Llevamos tres años envueltos en una espesa niebla que al principio creímos resultarÍa breve, liviana e inofensiva, ya sabemos que no lo era. Y hasta que muchos no fueron envueltos por ella y conducidos a las tinieblas que preceden al rio Estigio, aquel que limita el mundo de los vivos del de los que dejaron de serlo, no valoramos la certeza de una realidad que nos retrotraía a las grandes epidemias, en una época lejana, cuando los recursos para sobrevivir ante una naturaleza adversa que se rebelaba contra la humanidad, no iban más allá de las creencias religiosas, de culpar a Gomorra, ahora Vuhan, y de huir en cualquier dirección, como intentase Lot ante la inminente destrucción de su ciudad.

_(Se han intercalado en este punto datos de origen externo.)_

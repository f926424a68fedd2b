//! The group tree view.
//!
//! [`TreeController`] owns the visible forest under a synthetic root. The
//! top level is paginated and searchable; sub-groups are fetched when a
//! node is first expanded. Every mutation is followed by a full reload so
//! that the tree always shows one coherent server snapshot.
//!
//! Child expansion is split in two steps so a UI loop can await the fetch
//! without holding the controller:
//!
//! ```ignore
//! if let ToggleStep::Fetch(request) = tree.begin_toggle(&id)? {
//!     let response = request.load(&fetcher).await;
//!     tree.complete_expand(response)?;
//! }
//! ```
//!
//! Responses issued before the latest reload are discarded.

use std::collections::HashSet;
use std::sync::Arc;

use kc_admin_client::dto::{GroupRepresentation, NewGroup};
use kc_admin_client::query::search_term;
use kc_admin_client::ClientResult;

use crate::backend::GroupBackend;
use crate::config::PagingConfig;
use crate::editor;
use crate::error::{ConsoleError, ConsoleResult, Guard};
use crate::fetcher::PaginatedFetcher;
use crate::node::{default_name_order, sort_by_name, GroupNode, NameOrder, Parent};
use crate::notify::{reported, Confirm, Notifier};
use crate::page::Pagination;

/// Label of the synthetic root.
pub const DEFAULT_ROOT_LABEL: &str = "Groups";

/// Loading state of a node's children.
#[derive(Debug, Clone, Copy, PartialEq, Eq)]
pub enum LoadState {
    /// Children were never requested.
    Unexpanded,
    /// A child fetch is outstanding.
    Loading,
    /// Children were fetched (possibly none).
    Expanded,
}

/// First half of a toggle.
#[derive(Debug)]
pub enum ToggleStep {
    /// Only the collapsed flag changed.
    Toggled,
    /// A child fetch for this node is already outstanding.
    Pending,
    /// Children must be fetched.
    Fetch(ExpandRequest),
}

/// Ticket for one child fetch.
#[derive(Debug, Clone, PartialEq, Eq)]
pub struct ExpandRequest {
    node_id: String,
    generation: u64,
    max: u32,
}

impl ExpandRequest {
    /// Node whose children are requested.
    #[must_use]
    pub fn node_id(&self) -> &str {
        &self.node_id
    }

    /// Performs the fetch.
    pub async fn load(self, fetcher: &PaginatedFetcher) -> ExpandResponse {
        let result = fetcher.fetch_children(&self.node_id, self.max).await;
        ExpandResponse {
            request: self,
            result,
        }
    }
}

/// Result of an [`ExpandRequest`], applied with
/// [`TreeController::complete_expand`].
#[derive(Debug)]
pub struct ExpandResponse {
    request: ExpandRequest,
    result: ClientResult<Vec<GroupRepresentation>>,
}

/// What a toggle did.
#[derive(Debug, Clone, Copy, PartialEq, Eq)]
pub enum ExpandOutcome {
    /// The collapsed flag was flipped.
    Toggled,
    /// A fetch for this node was already outstanding.
    Pending,
    /// This many children were attached.
    Attached(usize),
    /// The node has no children; it stays unloaded.
    Empty,
    /// The response predates a reload and was dropped.
    Discarded,
}

/// Paginated, searchable group tree with lazy child loading.
pub struct TreeController {
    backend: Arc<dyn GroupBackend>,
    notifier: Arc<dyn Notifier>,
    fetcher: PaginatedFetcher,
    root: GroupNode,
    pagination: Pagination,
    search: Option<String>,
    selected: Option<String>,
    name_order: NameOrder,
    generation: u64,
    in_flight: HashSet<String>,
    probed: HashSet<String>,
}

impl std::fmt::Debug for TreeController {
    fn fmt(&self, f: &mut std::fmt::Formatter<'_>) -> std::fmt::Result {
        f.debug_struct("TreeController")
            .field("root", &self.root)
            .field("pagination", &self.pagination)
            .field("search", &self.search)
            .field("selected", &self.selected)
            .field("generation", &self.generation)
            .finish_non_exhaustive()
    }
}

impl TreeController {
    /// Creates an empty tree. Call [`reload`](Self::reload) to populate it.
    #[must_use]
    pub fn new(
        backend: Arc<dyn GroupBackend>,
        notifier: Arc<dyn Notifier>,
        paging: &PagingConfig,
    ) -> Self {
        Self {
            fetcher: PaginatedFetcher::new(Arc::clone(&backend)),
            backend,
            notifier,
            root: GroupNode::root(DEFAULT_ROOT_LABEL),
            pagination: Pagination::new(paging.group_page_size),
            search: None,
            selected: None,
            name_order: default_name_order,
            generation: 0,
            in_flight: HashSet::new(),
            probed: HashSet::new(),
        }
    }

    /// Replaces the comparator used to order top-level groups.
    #[must_use]
    pub fn with_name_order(mut self, order: NameOrder) -> Self {
        self.name_order = order;
        self
    }

    /// Replaces the root label.
    #[must_use]
    pub fn with_root_label(mut self, label: impl Into<String>) -> Self {
        self.root.name = label.into();
        self
    }

    /// The synthetic root; its children are the current page.
    #[must_use]
    pub const fn root(&self) -> &GroupNode {
        &self.root
    }

    /// Finds a visible node.
    #[must_use]
    pub fn find(&self, id: &str) -> Option<&GroupNode> {
        self.root.find(id)
    }

    /// Page state of the top level.
    #[must_use]
    pub const fn pagination(&self) -> &Pagination {
        &self.pagination
    }

    /// Active search term.
    #[must_use]
    pub fn search_criteria(&self) -> Option<&str> {
        self.search.as_deref()
    }

    /// Fetcher for completing [`ExpandRequest`]s.
    #[must_use]
    pub const fn fetcher(&self) -> &PaginatedFetcher {
        &self.fetcher
    }

    /// The selected node.
    #[must_use]
    pub fn selected(&self) -> Option<&GroupNode> {
        self.selected.as_deref().and_then(|id| self.root.find(id))
    }

    /// Selects exactly one node.
    pub fn select(&mut self, id: &str) -> ConsoleResult<()> {
        if self.root.find(id).is_none() {
            return Err(self.report(Guard::UnknownGroup(id.to_string()).into()));
        }
        self.root.walk_mut(&mut |node| node.selected = node.id == id);
        self.selected = Some(id.to_string());
        Ok(())
    }

    /// Clears the selection.
    pub fn clear_selection(&mut self) {
        self.root.walk_mut(&mut |node| node.selected = false);
        self.selected = None;
    }

    /// Editing needs a real group to be selected.
    #[must_use]
    pub fn is_edit_disabled(&self) -> bool {
        self.selected().map_or(true, GroupNode::is_root)
    }

    /// Where a new group goes: under the selected group, or at the top
    /// level when nothing or the root is selected.
    #[must_use]
    pub fn create_target(&self) -> Parent {
        self.selected().map_or(Parent::Root, Parent::of)
    }

    /// Parent of a visible node.
    #[must_use]
    pub fn parent_of(&self, id: &str) -> Option<Parent> {
        self.root.parent_of(id).map(Parent::of)
    }

    /// Loading state of a visible node.
    #[must_use]
    pub fn load_state(&self, id: &str) -> Option<LoadState> {
        let node = self.root.find(id)?;
        let state = if self.in_flight.contains(id) {
            LoadState::Loading
        } else if node.sub_groups.is_some() || self.probed.contains(id) {
            LoadState::Expanded
        } else {
            LoadState::Unexpanded
        };
        Some(state)
    }

    /// Discards all nodes and per-node state, then fetches the current
    /// page with the current search.
    ///
    /// The listing and the count are applied independently; if either
    /// fails the error is reported and the other side is still applied.
    pub async fn reload(&mut self) -> ConsoleResult<()> {
        self.generation += 1;
        self.in_flight.clear();
        self.probed.clear();
        self.clear_selection();

        let fetch = self
            .fetcher
            .fetch_page(
                self.pagination.offset(),
                self.pagination.page_size(),
                self.search.as_deref(),
            )
            .await;

        let mut failure = None;
        match fetch.items {
            Ok(groups) => {
                let mut nodes: Vec<GroupNode> = groups.into_iter().map(GroupNode::from).collect();
                sort_by_name(&mut nodes, self.name_order);
                tracing::debug!(count = nodes.len(), page = self.pagination.current_page(), "loaded groups");
                self.root.sub_groups = Some(nodes);
            }
            Err(e) => failure = Some(self.report(ConsoleError::fetch("groups", e))),
        }
        match fetch.count {
            Ok(count) => self.pagination.set_count(count),
            Err(e) => {
                let err = self.report(ConsoleError::fetch("group count", e));
                failure.get_or_insert(err);
            }
        }
        failure.map_or(Ok(()), Err)
    }

    /// Moves to a 1-based page. Returns `false` without fetching when the
    /// page is already current.
    pub async fn set_page(&mut self, page: u32) -> ConsoleResult<bool> {
        if !self.pagination.go_to(page) {
            return Ok(false);
        }
        self.reload().await?;
        Ok(true)
    }

    /// Filters the top level by name, starting again from page 1.
    pub async fn search(&mut self, term: &str) -> ConsoleResult<()> {
        self.search = search_term(Some(term));
        self.pagination.go_to(1);
        self.reload().await
    }

    /// Drops the filter, starting again from page 1.
    pub async fn clear_search(&mut self) -> ConsoleResult<()> {
        self.search = None;
        self.pagination.go_to(1);
        self.reload().await
    }

    /// Starts a toggle. Nodes that still need their children fetched get
    /// an [`ExpandRequest`]; others just flip their collapsed flag.
    pub fn begin_toggle(&mut self, id: &str) -> ConsoleResult<ToggleStep> {
        let Some(node) = self.root.find_mut(id) else {
            return Err(self.report(Guard::UnknownGroup(id.to_string()).into()));
        };

        let needs_fetch = !node.is_root()
            && node.has_child
            && !node.has_loaded_children()
            && !self.probed.contains(id);
        if !needs_fetch {
            node.collapsed = !node.collapsed;
            return Ok(ToggleStep::Toggled);
        }

        if !self.in_flight.insert(id.to_string()) {
            tracing::debug!(id, "sub-group fetch already in flight");
            return Ok(ToggleStep::Pending);
        }
        Ok(ToggleStep::Fetch(ExpandRequest {
            node_id: id.to_string(),
            generation: self.generation,
            max: self.pagination.page_size(),
        }))
    }

    /// Applies a child fetch.
    ///
    /// Non-empty results are attached and the node expanded. An empty
    /// result leaves the children unloaded and stops further fetches for
    /// the node until the next reload.
    pub fn complete_expand(&mut self, response: ExpandResponse) -> ConsoleResult<ExpandOutcome> {
        let ExpandResponse { request, result } = response;
        if request.generation != self.generation {
            tracing::warn!(id = %request.node_id, "discarding sub-groups fetched before reload");
            return Ok(ExpandOutcome::Discarded);
        }
        self.in_flight.remove(&request.node_id);

        let children = result.map_err(|e| self.report(ConsoleError::fetch("sub-groups", e)))?;
        if children.is_empty() {
            self.probed.insert(request.node_id);
            return Ok(ExpandOutcome::Empty);
        }

        let Some(node) = self.root.find_mut(&request.node_id) else {
            return Ok(ExpandOutcome::Discarded);
        };
        let attached = children.len();
        node.sub_groups = Some(children.into_iter().map(GroupNode::from).collect());
        node.collapsed = false;
        Ok(ExpandOutcome::Attached(attached))
    }

    /// Toggles a node, fetching its children if needed.
    pub async fn toggle(&mut self, id: &str) -> ConsoleResult<ExpandOutcome> {
        match self.begin_toggle(id)? {
            ToggleStep::Toggled => Ok(ExpandOutcome::Toggled),
            ToggleStep::Pending => Ok(ExpandOutcome::Pending),
            ToggleStep::Fetch(request) => {
                let response = request.load(&self.fetcher).await;
                self.complete_expand(response)
            }
        }
    }

    /// Creates a group under [`create_target`](Self::create_target) and
    /// reloads. Returns the new group's id.
    pub async fn create_group(&mut self, group: NewGroup) -> ConsoleResult<String> {
        let parent = self.create_target();
        let id = editor::create_group(
            self.backend.as_ref(),
            self.notifier.as_ref(),
            &parent,
            group,
        )
        .await?;
        self.reload_after_mutation().await;
        Ok(id)
    }

    /// Deletes a childless group after confirmation, then reloads.
    ///
    /// Returns `false` if the user declined.
    pub async fn remove(&mut self, id: &str, confirm: &dyn Confirm) -> ConsoleResult<bool> {
        let Some(node) = self.root.find(id) else {
            return Err(self.report(Guard::UnknownGroup(id.to_string()).into()));
        };
        if node.is_root() {
            return Err(self.report(Guard::RootNode("deleted").into()));
        }
        if node.may_have_children() {
            return Err(self.report(Guard::HasChildren.into()));
        }

        let message = format!(
            "Are you sure you want to permanently delete the group {}?",
            node.name
        );
        if !confirm.confirm("Delete Group", &message) {
            tracing::debug!(id, "group deletion cancelled");
            return Ok(false);
        }

        self.backend
            .delete_group(id)
            .await
            .map_err(|e| self.report(ConsoleError::mutation("delete group", e)))?;
        tracing::info!(id, "group deleted");
        self.notifier.success("The group has been deleted.");

        self.reload_after_mutation().await;
        Ok(true)
    }

    /// Reloads after a successful mutation. The mutation stands even if
    /// the reload fails; that failure is already reported.
    pub(crate) async fn reload_after_mutation(&mut self) {
        if let Err(e) = self.reload().await {
            tracing::warn!("reload after mutation failed: {}", e);
        }
    }

    fn report(&self, err: ConsoleError) -> ConsoleError {
        reported(self.notifier.as_ref(), err)
    }
}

Tan perdidos como ellos nos encontramos, comprobando que el barquero de la leyenda, Caronte, no puede llevar en su barco a todos los que súbita y masivamente pretenden cruzar el Hades. Demasiado sugerente la imagen de los féretros amontonados sobre el hielo, a la espera de una cristiana sepultura, y su comparación con los grabados sobre las catástrofes medievales, e incluso sobre la gripe que, un siglo atrás, inició la contabilidad de sus fallecidos por millones, rivalizando con el jinete del caballo rojo, la guerra. Con la particularidad de que hace un siglo, los niños y los jóvenes no se diferenciaban de los ancianos a la hora de considerarlos vulnerables, palabra que hemos adjudicado a los mayores para reservar al resto la categoría de inmortales, tal es nuestra ingenua osadía.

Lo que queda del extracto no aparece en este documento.